In the derivation of the backpropagation algorithm in Neural Network Design by Hagan et al., we consider the derivative of the scalar-valued sample loss function $\hat{F}$ with respect to a vector of "sensitivities" $\mathbf{n}^{m}$ in layer $m$ of a fully connected neural network. We find a recurrence that allows us to express $\partial \hat{F} / \partial \mathbf{n}^{m}$ in terms of $\partial \hat{F} / \partial \mathbf{n}^{m+1}$ (the sensitivities of layer $m+1$).

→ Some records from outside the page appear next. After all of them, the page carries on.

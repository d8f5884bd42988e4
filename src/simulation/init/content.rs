use tracing::{info, warn};

use crate::core::shared::SharedRegion;
use crate::domain::content::ContentSummary;
use crate::domain::elements::max_element_id_for_count;
use crate::domain::outbound::Outbound;

use super::backend::{BackendError, BackendFactory, SimulationBackend};
use super::{undo, BridgeError, Controller};

/// Swap the element table.
///
/// The bundle is checked before the engine sees it, so a bad bundle leaves
/// the running world and its history untouched. On success the decoder picks
/// up the new id range and history restarts, since old snapshots reference
/// ids from the previous table.
pub(super) fn load_content_bundle<F: BackendFactory, R: SharedRegion>(
    ctl: &mut Controller<F, R>,
    json: String,
) -> Result<(), BridgeError> {
    let summary = match ContentSummary::from_bundle_json(&json) {
        Ok(summary) => summary,
        Err(reason) => return Err(reject(ctl, BackendError::Content(reason))),
    };

    let Some(backend) = ctl.backend.as_mut() else {
        // No world yet: keep it for the next INIT.
        info!(elements = summary.element_count, "content bundle queued until a world exists");
        ctl.session.content_bundle = Some(json);
        return Ok(());
    };

    if let Err(err) = backend.load_content_bundle(&json) {
        return Err(reject(ctl, err));
    }

    let element_count = backend.element_count();
    ctl.session.max_element_id = max_element_id_for_count(element_count);
    ctl.session.content_bundle = Some(json);
    ctl.session.stroke.reset();

    ctl.history.clear();
    undo::capture(ctl);

    info!(
        elements = element_count,
        reactions = summary.reaction_count,
        max_element_id = ctl.session.max_element_id,
        "content bundle loaded"
    );
    ctl.post(Outbound::ContentLoaded { element_count });
    Ok(())
}

fn reject<F: BackendFactory, R: SharedRegion>(ctl: &mut Controller<F, R>, err: BackendError) -> BridgeError {
    warn!(%err, "content bundle rejected");
    ctl.post(Outbound::Error { message: err.to_string() });
    err.into()
}
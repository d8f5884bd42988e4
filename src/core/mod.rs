//! Core primitives shared by both execution contexts

pub mod shared;
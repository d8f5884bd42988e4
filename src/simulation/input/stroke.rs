//! Stroke interpolation
//!
//! Pointer events arrive at input rate, not at pixel spacing, so consecutive
//! points of one stroke are joined by stamping the brush along the segment in
//! between. The last point is the only cross-event state and is dropped on
//! stroke end, on a decoder reset and on ring overflow, so a gap in the stream
//! never turns into a spurious connecting line.

use crate::domain::command::BrushShape;
use crate::domain::elements::ElementId;

use super::backend::SimulationBackend;

/// Hard cap on stamps per segment; long jumps get coarser spacing instead
const MAX_SEGMENT_STAMPS: i64 = 4096;

#[derive(Debug, Clone, Copy, PartialEq, Eq)]
pub enum Brush {
    Paint(ElementId),
    Erase,
}

#[derive(Debug, Clone, Copy, PartialEq, Eq)]
pub struct StrokePoint {
    pub x: i32,
    pub y: i32,
    pub radius: i32,
    pub brush: Brush,
}

#[derive(Debug, Default)]
pub struct StrokeTracker {
    last: Option<(i32, i32)>,
    /// Line mode: where the stroke started and where it currently ends
    line_anchor: Option<(i32, i32)>,
    line_end: Option<StrokePoint>,
    dirty: bool,
}

impl StrokeTracker {
    pub fn is_active(&self) -> bool {
        self.last.is_some() || self.line_anchor.is_some()
    }

    pub fn apply<B: SimulationBackend>(&mut self, backend: &mut B, point: StrokePoint, shape: BrushShape) {
        if shape == BrushShape::Line {
            if self.line_anchor.is_none() {
                self.line_anchor = Some((point.x, point.y));
            }
            self.line_end = Some(point);
            return;
        }

        let to = (point.x, point.y);
        match self.last {
            None => stamp(backend, to, point, shape),
            Some(from) => stamp_segment(backend, from, to, point, shape),
        }
        self.last = Some(to);
        self.dirty = true;
    }

    /// End of stroke: commit a pending line, then forget the stroke
    pub fn finish<B: SimulationBackend>(&mut self, backend: &mut B) {
        if let (Some(anchor), Some(end)) = (self.line_anchor, self.line_end) {
            stamp(backend, anchor, end, BrushShape::Circle);
            stamp_segment(backend, anchor, (end.x, end.y), end, BrushShape::Circle);
            self.dirty = true;
        }
        self.reset();
    }

    /// Drop interpolation state without drawing anything
    pub fn reset(&mut self) {
        self.last = None;
        self.line_anchor = None;
        self.line_end = None;
    }

    /// Whether anything was drawn since the last call
    pub fn take_dirty(&mut self) -> bool {
        std::mem::take(&mut self.dirty)
    }
}

/// Stamp from `from` (exclusive) to `to` (inclusive)
fn stamp_segment<B: SimulationBackend>(
    backend: &mut B,
    from: (i32, i32),
    to: (i32, i32),
    point: StrokePoint,
    shape: BrushShape,
) {
    let dx = i64::from(to.0) - i64::from(from.0);
    let dy = i64::from(to.1) - i64::from(from.1);
    let dist = dx.abs().max(dy.abs());
    if dist == 0 {
        stamp(backend, to, point, shape);
        return;
    }

    let spacing = i64::from((point.radius / 2).max(1));
    let steps = ((dist + spacing - 1) / spacing).min(MAX_SEGMENT_STAMPS);
    for i in 1..=steps {
        let x = i64::from(from.0) + dx * i / steps;
        let y = i64::from(from.1) + dy * i / steps;
        stamp(backend, (x as i32, y as i32), point, shape);
    }
}

fn stamp<B: SimulationBackend>(backend: &mut B, at: (i32, i32), point: StrokePoint, shape: BrushShape) {
    let (cx, cy) = at;
    let r = point.radius;
    match shape {
        BrushShape::Circle | BrushShape::Line => match point.brush {
            Brush::Paint(element) => backend.add_particles_in_radius(cx, cy, r, element),
            Brush::Erase => backend.remove_particles_in_radius(cx, cy, r),
        },
        BrushShape::Square => {
            let (w, h) = (backend.width() as i64, backend.height() as i64);
            let x0 = (i64::from(cx) - i64::from(r)).max(0);
            let x1 = (i64::from(cx) + i64::from(r)).min(w - 1);
            let y0 = (i64::from(cy) - i64::from(r)).max(0);
            let y1 = (i64::from(cy) + i64::from(r)).min(h - 1);
            for y in y0..=y1 {
                for x in x0..=x1 {
                    match point.brush {
                        Brush::Paint(element) => {
                            backend.add_particle(x as u32, y as u32, element);
                        }
                        Brush::Erase => {
                            backend.remove_particle(x as u32, y as u32);
                        }
                    }
                }
            }
        }
    }
}
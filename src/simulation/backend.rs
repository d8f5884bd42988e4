//! The engine as seen from the controller
//!
//! The particle engine is an external collaborator. The controller only ever
//! talks to it through [`SimulationBackend`] and creates it through
//! [`BackendFactory`], which keeps it swappable for a JS-side world object or a
//! test double.

use thiserror::Error;

use crate::domain::elements::ElementId;

#[derive(Debug, Clone, PartialEq, Eq, Error)]
pub enum BackendError {
    #[error("failed to create world {width}x{height}: {reason}")]
    Create {
        width: u32,
        height: u32,
        reason: String,
    },
    #[error("snapshot rejected: {0}")]
    Snapshot(String),
    #[error("content bundle rejected: {0}")]
    Content(String),
}

pub trait SimulationBackend {
    fn width(&self) -> u32;
    fn height(&self) -> u32;

    /// Number of entries in the active element table, `EL_EMPTY` included
    fn element_count(&self) -> usize;

    fn particle_count(&self) -> u32;

    fn step(&mut self);

    fn add_particle(&mut self, x: u32, y: u32, element: ElementId) -> bool;
    fn remove_particle(&mut self, x: u32, y: u32) -> bool;
    fn add_particles_in_radius(&mut self, cx: i32, cy: i32, radius: i32, element: ElementId);
    fn remove_particles_in_radius(&mut self, cx: i32, cy: i32, radius: i32);

    /// Replace the connected region under (x, y) with `element`, touching at
    /// most `limit` cells. Returns the number of cells changed.
    fn flood_fill(&mut self, x: u32, y: u32, element: ElementId, limit: u32) -> u32;

    /// Element under (x, y), `None` outside the world
    fn element_at(&self, x: u32, y: u32) -> Option<ElementId>;

    fn save_snapshot(&self) -> Vec<u8>;
    fn load_snapshot(&mut self, bytes: &[u8]) -> Result<(), BackendError>;

    fn set_gravity(&mut self, x: f32, y: f32);
    fn set_ambient_temperature(&mut self, temp: f32);

    fn clear(&mut self);

    fn load_content_bundle(&mut self, json: &str) -> Result<(), BackendError>;

    /// Returns the body id
    fn spawn_rigid_body(&mut self, x: f32, y: f32, w: i32, h: i32, element: ElementId) -> u32;
    fn spawn_rigid_circle(&mut self, x: f32, y: f32, radius: i32, element: ElementId) -> u32;
}

pub trait BackendFactory {
    type Backend: SimulationBackend;

    fn create(&mut self, width: u32, height: u32) -> Result<Self::Backend, BackendError>;
}

impl<B, F> BackendFactory for F
where
    B: SimulationBackend,
    F: FnMut(u32, u32) -> Result<B, BackendError>,
{
    type Backend = B;

    fn create(&mut self, width: u32, height: u32) -> Result<B, BackendError> {
        self(width, height)
    }
}
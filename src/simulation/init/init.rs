use tracing::{debug, info, warn};

use crate::config::BridgeConfig;
use crate::core::shared::SharedRegion;
use crate::domain::command::Size;
use crate::domain::elements::max_element_id_for_count;
use crate::domain::outbound::Outbound;
use crate::systems::history::SnapshotHistory;

use super::backend::{BackendFactory, SimulationBackend};
use super::{undo, BridgeError, Controller, Session};

pub(super) fn create_controller<F: BackendFactory, R: SharedRegion>(
    factory: F,
    config: BridgeConfig,
) -> Controller<F, R> {
    Controller {
        factory,
        backend: None,
        history: SnapshotHistory::new(config.history_limits()),
        session: Session::default(),
        input: None,
        drained: Vec::with_capacity(config.input_capacity),
        outbox: Vec::new(),
        config,
    }
}

/// Build a fresh world of `size`, replacing any existing one.
///
/// Session settings (gravity, temperature, the loaded content bundle) are
/// replayed onto the new world; history restarts from a single baseline.
pub(super) fn start_world<F: BackendFactory, R: SharedRegion>(
    ctl: &mut Controller<F, R>,
    size: Size,
) -> Result<(), BridgeError> {
    let mut backend = ctl.factory.create(size.width, size.height).map_err(|err| {
        warn!(%err, "world creation failed");
        ctl.post(Outbound::Error { message: err.to_string() });
        err
    })?;

    if let Some((gx, gy)) = ctl.session.gravity {
        backend.set_gravity(gx, gy);
    }
    if let Some(temp) = ctl.session.ambient_temperature {
        backend.set_ambient_temperature(temp);
    }
    // Already accepted once; a failure here means the engine changed its mind.
    let replay = ctl.session.content_bundle.as_deref().map(|json| backend.load_content_bundle(json));
    if let Some(Err(err)) = replay {
        warn!(%err, "replaying content bundle onto new world failed");
        ctl.session.content_bundle = None;
    }

    ctl.session.max_element_id = max_element_id_for_count(backend.element_count());
    ctl.session.stroke.reset();
    ctl.session.step_accumulator = 0.0;
    ctl.backend = Some(backend);

    ctl.history.clear();
    undo::capture(ctl);

    info!(
        width = size.width,
        height = size.height,
        max_element_id = ctl.session.max_element_id,
        "world ready"
    );
    ctl.post(Outbound::Ready { width: size.width, height: size.height });
    Ok(())
}

pub(super) fn resize_world<F: BackendFactory, R: SharedRegion>(
    ctl: &mut Controller<F, R>,
    size: Size,
) -> Result<(), BridgeError> {
    if let Some(backend) = ctl.backend.as_ref() {
        if backend.width() == size.width && backend.height() == size.height {
            debug!(width = size.width, height = size.height, "resize to current size ignored");
            return Ok(());
        }
    }
    start_world(ctl, size)
}

pub(super) fn teardown<F: BackendFactory, R: SharedRegion>(ctl: &mut Controller<F, R>) {
    if ctl.backend.take().is_some() {
        debug!("world dropped");
    }
    ctl.history.clear();
    ctl.session = Session::default();
    // Strokes queued for the old world are meaningless now. The producer may
    // still be running, so discard through the consumer side only.
    if let Some(ring) = ctl.input.as_ref() {
        let discarded = ring.drain_into(&mut ctl.drained);
        ring.clear_overflow();
        if discarded > 0 {
            debug!(discarded, "dropped pending input on teardown");
        }
    }
    ctl.drained.clear();
}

The authors mention an application of "the chain rule in matrix form" to obtain the following:$${\partial \hat{F} \over \partial \mathbf{n}^m} = \left({\partial \mathbf{n}^{m+1} \over \partial \mathbf{n}^{m}}\right)^{T} {\partial \hat{F} \over \partial \mathbf{n}^{m+1}}$$
Earlier, the authors present the Jacobian $\partial \mathbf{n}^{m+1} / \partial \mathbf{n}^m$ using the "numerator layout":$$J = {\partial \mathbf{n}^{m+1} \over \partial \mathbf{n}^m} = \left[\begin{matrix}{\partial \mathbf{n}_1^{m+1} \over \partial \mathbf{n}_1^m} & \cdots & {\partial \mathbf{n}_1^{m+1} \over \partial \mathbf{n}_{S^m}^m} \\ \vdots & \ddots & \vdots \\ {\partial \mathbf{n}_{S^{m+1}}^{m+1} \over \partial \mathbf{n}_1^m} & \cdots & {\partial \mathbf{n}_{S^{m+1}}^{m+1} \over \partial \mathbf{n}_{S^m}^m} \end{matrix}\right]$$Here, $S^i$ is the dimension of the ith layer.
Given this Jacobian, why does a transpose and a left-multiplication appear in the recurrence expression for $\partial \hat{F} / \partial \mathbf{n}^{m}$? Why is the expression not equivalent to $D_{\mathbf{n}^{m+1}} \hat{F} \cdot J$?